# Bored



## mrt_265

How do we say ''I'm really bored''? ''είμαι πράγματι βαριέμαι'' φαινοναι (δεν ξέρω if it's right and I conjugated correctly) λογικός if I think as an English speaker. Thanks from now and sorry for the mistakes I made


----------



## parakseno

mrt_265 said:


> How do we say ''I'm really bored''? ''είμαι πράγματι βαριέμαι'' φαινοναι (δεν ξέρω if it's right and I conjugated correctly) λογικός if I think as an English speaker. Thanks from now and sorry for the mistakes I made



Well not quite. "βαριέμαι" is a verb, with a passive voice form, that already means "I am bored", "I'm not in the mood (to)". The Greek passives are formed by adding terminations rather than using the auxiliary "to be" like most European languages. 

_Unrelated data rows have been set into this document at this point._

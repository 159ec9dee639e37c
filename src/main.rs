//! CLI entry point for lineweave.

mod cli;

use std::io::{self, Write};

use clap::Parser;
use lineweave::config::{load_config, validate_config, Config};
use lineweave::error::InputError;
use lineweave::payload::{outgoing_envelope, Payload};
use lineweave::tui::{
    read_logical_message, read_single_line, StderrSink, StdinLineSource, TerminalSink,
};
use tracing::{debug, warn};

/// Exit status used when the user interrupts a read.
const EXIT_INTERRUPTED: i32 = 130;

#[tokio::main]
async fn main() {
    tracing_subscriber::fmt()
        .with_env_filter(log_filter())
        .with_writer(io::stderr)
        .init();

    let args = cli::Args::parse();

    let mut config = match load_config(args.config.as_deref()) {
        Ok(c) => c,
        Err(e) => {
            eprintln!("error: {e}");
            std::process::exit(1);
        }
    };
    args.apply_to(&mut config);
    if let Err(e) = validate_config(&config) {
        eprintln!("error: {e}");
        std::process::exit(1);
    }

    std::process::exit(compose_loop(&config).await);
}

/// Read turns until input closes, emitting one JSON envelope per turn.
async fn compose_loop(config: &Config) -> i32 {
    let options = config.session_options();
    let mut source = StdinLineSource::new();
    let mut sink = StderrSink::new();
    debug!(
        interactivity = ?sink.interactivity(),
        multiline = config.editor.multiline,
        "editor ready"
    );

    loop {
        let read = async {
            if config.editor.multiline {
                read_logical_message(&options, &mut source, &mut sink).await
            } else {
                read_single_line(&options, &mut source, &mut sink).await
            }
        };
        let outcome = tokio::select! {
            outcome = read => outcome,
            _ = tokio::signal::ctrl_c() => {
                // The in-flight message is abandoned, never emitted.
                eprintln!();
                return EXIT_INTERRUPTED;
            }
        };

        match outcome {
            Ok(message) => {
                if let Err(e) = emit(&message, &config.payload.sender) {
                    eprintln!("error: failed to write envelope: {e}");
                    return 1;
                }
            }
            Err(InputError::StreamClosed) => {
                debug!("input closed; exiting");
                return 0;
            }
            Err(e) => {
                eprintln!("error: {e}");
                return 1;
            }
        }
    }
}

/// Classify one message and print its envelope as a JSON line on stdout.
fn emit(message: &str, sender: &str) -> io::Result<()> {
    let payload = Payload::classify(message);
    debug!(structured = payload.is_structured(), "payload classified");
    let Some(envelope) = outgoing_envelope(payload, sender) else {
        warn!("dropping JSON payload that is not an object");
        return Ok(());
    };
    let line = serde_json::to_string(&envelope).map_err(io::Error::other)?;
    let mut stdout = io::stdout().lock();
    writeln!(stdout, "{line}")?;
    stdout.flush()
}

fn log_filter() -> tracing_subscriber::EnvFilter {
    let level = std::env::var("RUST_LOG")
        .or_else(|_| std::env::var("LINEWEAVE_LOG"))
        .unwrap_or_else(|_| "warn".to_string());
    tracing_subscriber::EnvFilter::try_new(level)
        .unwrap_or_else(|_| tracing_subscriber::EnvFilter::new("warn"))
}
//! Shared test fixtures for editor test modules.
//!
//! `CaptureSink` records everything written to it and answers size queries
//! from shared state; `ScriptedLines` replays a fixed list of physical lines
//! and can observe a sink to check what was flushed before each read.

use std::collections::{BTreeMap, VecDeque};
use std::io::{self, Write};
use std::sync::{Arc, Mutex, MutexGuard};

use async_trait::async_trait;

use crate::tui::metrics::TerminalSize;
use crate::tui::terminal::{Interactivity, LineSource, TerminalSink};

#[derive(Debug, Default)]
pub struct CaptureState {
    pub written: Vec<u8>,
    /// Byte length of `written` at the last flush.
    pub flushed_len: usize,
    pub flushes: usize,
    pub size_queries: usize,
    pub columns: u16,
}

impl CaptureState {
    pub fn unflushed(&self) -> usize {
        self.written.len() - self.flushed_len
    }
}

/// Sink fixture that captures output in memory.
#[derive(Debug, Clone)]
pub struct CaptureSink {
    state: Arc<Mutex<CaptureState>>,
    interactivity: Interactivity,
}

impl CaptureSink {
    /// Terminal-like sink with a fixed starting width.
    pub fn interactive(columns: u16) -> Self {
        Self::with(Interactivity::Interactive, columns)
    }

    /// Redirected/captured sink.
    pub fn captured() -> Self {
        Self::with(Interactivity::NotATerminal, 80)
    }

    fn with(interactivity: Interactivity, columns: u16) -> Self {
        Self {
            state: Arc::new(Mutex::new(CaptureState {
                columns,
                ..CaptureState::default()
            })),
            interactivity,
        }
    }

    pub fn state(&self) -> MutexGuard<'_, CaptureState> {
        self.state.lock().expect("capture state poisoned")
    }

    pub fn output(&self) -> String {
        String::from_utf8(self.state().written.clone()).expect("captured output is utf-8")
    }

    pub fn flushes(&self) -> usize {
        self.state().flushes
    }

    pub fn size_queries(&self) -> usize {
        self.state().size_queries
    }
}

impl Write for CaptureSink {
    fn write(&mut self, buf: &[u8]) -> io::Result<usize> {
        self.state().written.extend_from_slice(buf);
        Ok(buf.len())
    }

    fn flush(&mut self) -> io::Result<()> {
        let mut state = self.state();
        state.flushed_len = state.written.len();
        state.flushes += 1;
        Ok(())
    }
}

impl TerminalSink for CaptureSink {
    fn interactivity(&self) -> Interactivity {
        self.interactivity
    }

    fn size(&self) -> io::Result<TerminalSize> {
        let mut state = self.state();
        state.size_queries += 1;
        Ok(TerminalSize {
            columns: state.columns,
            rows: 24,
        })
    }
}

/// Line source fixture replaying scripted physical lines.
#[derive(Debug, Default)]
pub struct ScriptedLines {
    lines: VecDeque<String>,
    reads: usize,
    /// Terminal width to switch to once the given read returns.
    resizes: BTreeMap<usize, u16>,
    watched: Option<CaptureSink>,
    /// Unflushed byte count of the watched sink at each read.
    pub unflushed_at_read: Vec<usize>,
    fail_at: Option<usize>,
}

impl ScriptedLines {
    pub fn new<I, T>(lines: I) -> Self
    where
        I: IntoIterator<Item = T>,
        T: Into<String>,
    {
        Self {
            lines: lines.into_iter().map(Into::into).collect(),
            ..Self::default()
        }
    }

    /// Record flush state of `sink` and apply resizes to it.
    pub fn watching(mut self, sink: &CaptureSink) -> Self {
        self.watched = Some(sink.clone());
        self
    }

    /// Change the watched sink's width right after read `index` returns.
    pub fn resize_after_read(mut self, index: usize, columns: u16) -> Self {
        self.resizes.insert(index, columns);
        self
    }

    /// Make read `index` fail with an I/O error.
    pub fn fail_at_read(mut self, index: usize) -> Self {
        self.fail_at = Some(index);
        self
    }

    pub fn reads(&self) -> usize {
        self.reads
    }
}

#[async_trait]
impl LineSource for ScriptedLines {
    async fn read_line(&mut self) -> io::Result<Option<String>> {
        let index = self.reads;
        self.reads += 1;
        if let Some(sink) = &self.watched {
            self.unflushed_at_read.push(sink.state().unflushed());
        }
        if self.fail_at == Some(index) {
            return Err(io::Error::new(io::ErrorKind::BrokenPipe, "scripted read failure"));
        }
        let line = self.lines.pop_front();
        if let (Some(sink), Some(columns)) = (&self.watched, self.resizes.get(&index)) {
            sink.state().columns = *columns;
        }
        Ok(line)
    }
}

#[cfg(test)]
mod tests {
    use super::*;

    #[test]
    fn capture_sink_tracks_unflushed_bytes() {
        let mut sink = CaptureSink::interactive(80);
        sink.write_all(b"abc").unwrap();
        assert_eq!(sink.state().unflushed(), 3);
        sink.flush().unwrap();
        assert_eq!(sink.state().unflushed(), 0);
        assert_eq!(sink.output(), "abc");
    }

    #[tokio::test]
    async fn scripted_lines_replay_then_close() {
        let mut source = ScriptedLines::new(["a", "b"]);
        assert_eq!(source.read_line().await.unwrap().as_deref(), Some("a"));
        assert_eq!(source.read_line().await.unwrap().as_deref(), Some("b"));
        assert_eq!(source.read_line().await.unwrap(), None);
        assert_eq!(source.reads(), 3);
    }

    #[tokio::test]
    async fn scripted_resize_applies_after_read() {
        let sink = CaptureSink::interactive(80);
        let mut source = ScriptedLines::new(["a"]).watching(&sink).resize_after_read(0, 20);
        source.read_line().await.unwrap();
        assert_eq!(sink.size().unwrap().columns, 20);
    }
}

So you can say "Αληθινά/πραγματικά βαριέμαι".


----------



## mrt_265

How do we say ''boring'' then??


----------



## parakseno

A bit more context would've been very nice. I don't know what particularly you had in mind so I'll answer generally...

You can use "βαρετός" or "ανιαρός". As in "boring book" - "ανιαρό βιβλίο".


----------



## mrt_265

I can say a sentenceWhat a boring day!!We translate it as ''Tι ανιαρο μερα!''???


----------



## jaxlarus

mrt_265 said:


> I can say a sentenceWhat a boring day!!We translate it as ''Tι ανιαρ*ή* μερα!''???



*Μέρα *is a feminine noun: *ανιαρός*, *ανιαρή*, *ανιαρό*.

*Τι βαρετή μέρα* [ήταν κι αυτή]! would sound better in my opinion.

 Keep walking!


----------



## mrt_265

ενταξει και ευχαριστώ


----------